Wait one last question, when I opened up my BBB, I was surprised to see another purple plastic "containment unit". I'm used to just opening up a nerf gun and see the orange internals. I have no idea how to open this and get to the internals, I removed the screws but its still not opening. Any ideas?

The part that goes into the other side of the shell is glued. Just yank it open. However, you will only need to do this if you are improving the seal or replacing the spring.

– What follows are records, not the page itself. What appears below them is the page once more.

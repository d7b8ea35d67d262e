use std::time::Duration;

use anyhow::{Context, Result};
use async_trait::async_trait;
use sqlx::postgres::PgPoolOptions;
use sqlx::PgPool;
use tracing::{debug, warn};

use streamgate_shared::models::Message;

const STORE_ATTEMPTS: u32 = 3;
const STORE_RETRY_DELAY: Duration = Duration::from_millis(500);

/// Hand-off point for finalized messages.
///
/// The SSE contract is independent of durable storage: implementations
/// absorb their own failures (with bounded retries) and the caller only
/// logs the final outcome.
#[async_trait]
pub trait MessageSink: Send + Sync {
    async fn store(&self, message: &Message) -> Result<()>;
}

/// Writes finalized messages to the platform's relational store.
pub struct PgMessageSink {
    pool: PgPool,
}

impl PgMessageSink {
    /// The pool is lazy: the edge stays up while the store is down and the
    /// sink retries per message instead.
    pub fn connect_lazy(url: &str) -> Result<Self> {
        let pool = PgPoolOptions::new()
            .max_connections(5)
            .connect_lazy(url)
            .context("invalid database URL")?;
        Ok(Self { pool })
    }
}

#[async_trait]
impl MessageSink for PgMessageSink {
    async fn store(&self, message: &Message) -> Result<()> {
        let mut last_error = None;
        for attempt in 1..=STORE_ATTEMPTS {
            let result = sqlx::query(
                "INSERT INTO messages \
                 (message_id, session_id, role, content, token_count, metadata, created_at) \
                 VALUES ($1, $2, $3, $4, $5, $6, $7) \
                 ON CONFLICT (message_id) DO NOTHING",
            )
            .bind(&message.message_id)
            .bind(&message.session_id)
            .bind(&message.role)
            .bind(&message.content)
            .bind(i64::from(message.token_count))
            .bind(sqlx::types::Json(&message.metadata))
            .bind(message.created_at)
            .execute(&self.pool)
            .await;

            match result {
                Ok(_) => {
                    debug!(message_id = %message.message_id, "persisted finalized message");
                    metrics::counter!("messages_persisted_total").increment(1);
                    return Ok(());
                }
                Err(err) => {
                    warn!(
                        message_id = %message.message_id,
                        attempt,
                        error = %err,
                        "failed to persist finalized message"
                    );
                    last_error = Some(err);
                    if attempt < STORE_ATTEMPTS {
                        tokio::time::sleep(STORE_RETRY_DELAY).await;
                    }
                }
            }
        }

        metrics::counter!("messages_persist_failures_total").increment(1);
        Err(last_error
            .map(anyhow::Error::from)
            .unwrap_or_else(|| anyhow::anyhow!("message persistence failed")))
    }
}

/// Sink used when no database is configured: the finalized message is only
/// logged.
pub struct NullMessageSink;

#[async_trait]
impl MessageSink for NullMessageSink {
    async fn store(&self, message: &Message) -> Result<()> {
        debug!(
            message_id = %message.message_id,
            session_id = %message.session_id,
            chars = message.content.len(),
            tokens = message.token_count,
            "finalized message discarded (no persistence configured)"
        );
        Ok(())
    }
}

#[cfg(test)]
mod tests {
    use super::*;
    use chrono::Utc;

    #[tokio::test]
    async fn null_sink_accepts_everything() {
        let sink = NullMessageSink;
        let message = Message {
            message_id: "m-1".into(),
            session_id: "s-1".into(),
            role: "assistant".into(),
            content: "abc".into(),
            token_count: 3,
            metadata: None,
            created_at: Utc::now(),
        };

        assert!(sink.store(&message).await.is_ok());
    }

    #[test]
    fn lazy_pool_rejects_malformed_urls() {
        assert!(PgMessageSink::connect_lazy("not-a-url").is_err());
    }
}
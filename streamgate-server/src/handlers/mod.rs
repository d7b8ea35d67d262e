pub mod chat;
pub mod health;
pub mod sse;

#[cfg(test)]
pub(crate) mod testutil;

You don't even need to open the back portion to get to the plunger tube. You can replace the spring or improve the seal by taking off the plunger head (pull straight back, and twist. Don't pull side to side or you will damage the end of the plunger rod that the head attaches to," then take off the plastic washer, and the spring will come free.

There really is no reason to open the back of a BBB anyway. I did because I cut the strings, and the tiny rattling of the knotted ends still inside the gun was annoying, and I wanted the orange lens out of the scope. Yes, the trigger mechanism and actual catch are inside, but the catch spring is strong already. The weak catches that keep the two halves apart when cocked are in the front half.

I'd say just leave it closed and save yourself the trouble.

**Edit: If you still want to take the back apart, I would put a flathead screwdriver under the top of the eyesight and gently wedge it in, then slowly pull up. I slightly marred my plastic, but orange pieces are generally very resilient.

Edited by WDoE, 18 May 2009 - 02:45 PM.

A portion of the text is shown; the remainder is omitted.